In 2007, the Government of India started a Japanese encephalitis vaccination programme with drugs imported from China. The initiative was successful in several states, but the Gorkahpur region continued to see a high number of encephalitis cases. After further research, other viruses, such as enteroviruses, were determined not be a cause of the medical incidents. In 2009, scientists from the United States Centers for Disease Control and Prevention visited the area to take samples to identify the virus.
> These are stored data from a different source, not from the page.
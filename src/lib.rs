//! # Shortener
//!
//! A URL shortener whose distributed behavior is made well-defined by a
//! **key-addressed single-writer actor registry** with durable state: all
//! reads and writes for a given short code are serialized through exactly one
//! live handler, no matter how many server processes are running.
//!
//! ## 🗺️ Module Tour
//!
//! ### The Engine ([`registry`])
//! The per-node [`ActorRegistry`](registry::ActorRegistry) and the per-key
//! actor instance. Dispatch is a two-level lookup (local table, then node
//! directory); activation, idle eviction, and generation fencing live here.
//!
//! ### The Collaborators ([`store`], [`directory`], [`transport`])
//! Trait seams for the durable key→blob store, the ownership authority, and
//! the path to remote owners. In-memory and file-backed implementations ship
//! with the crate; a real deployment would swap in networked ones behind the
//! same traits.
//!
//! ### The Domain ([`allocator`], [`service`], [`http`])
//! Random-candidate code allocation verified by create-if-absent, the
//! shorten/resolve service, and the thin axum boundary.
//!
//! ### The Orchestrator ([`lifecycle`])
//! [`ShortenerSystem`](lifecycle::ShortenerSystem) wires a single node;
//! [`Cluster`](lifecycle::Cluster) wires several over shared collaborators
//! for multi-node scenarios.
//!
//! ## Concurrency Model
//!
//! Each live instance runs in its own tokio task and processes its mailbox
//! strictly in order — an operation's persistence await completes before the
//! next operation starts. Operations on different keys run fully in
//! parallel. No instance state is reachable from outside its task.
//!
//! ## Quick Start
//!
//! ```no_run
//! use shortener::lifecycle::{ShortenerConfig, ShortenerSystem};
//! use shortener::store::MemoryStore;
//! use std::sync::Arc;
//!
//! # #[tokio::main]
//! # async fn main() -> Result<(), shortener::error::ShortenerError> {
//! let system = ShortenerSystem::new(Arc::new(MemoryStore::new()), ShortenerConfig::default());
//! let code = system.service().shorten("https://example.com/a").await?;
//! assert_eq!(
//!     system.service().resolve(&code).await?,
//!     "https://example.com/a"
//! );
//! system.shutdown().await;
//! # Ok(())
//! # }
//! ```

pub mod allocator;
pub mod directory;
pub mod error;
pub mod http;
pub mod lifecycle;
pub mod model;
pub mod registry;
pub mod service;
pub mod store;
pub mod transport;

pub use error::ShortenerError;
pub use model::{Generation, Lifecycle, NodeId, ShortCode, UrlRecord};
A 2016 study by a group of ten doctors concluded that a high number of the children admitted to BRD Medical College had encephalitis triggered by the scrub typhus, a bacterium that was previously not known to be responsible for encephalitis outbreaks. According to Govindakarnavar Arunkumar of the Manipal Institute of Virus Research, in Gorakhpur, the scrub typhus was not diagnosed and treated during the early stages, ultimately triggering difficult-to-cure brain inflammation.

==Pharmacy College==

Government Pharmacy College, B.R.D. Medical College campus, Gorakhpur, is a government pharmacy college in Gorakhpur of Uttar Pradesh, established in 2019. It is second grant-in-aid college run by Uttar Pradesh Government offering degree course in Pharmacy after Pharmacy College Saifai.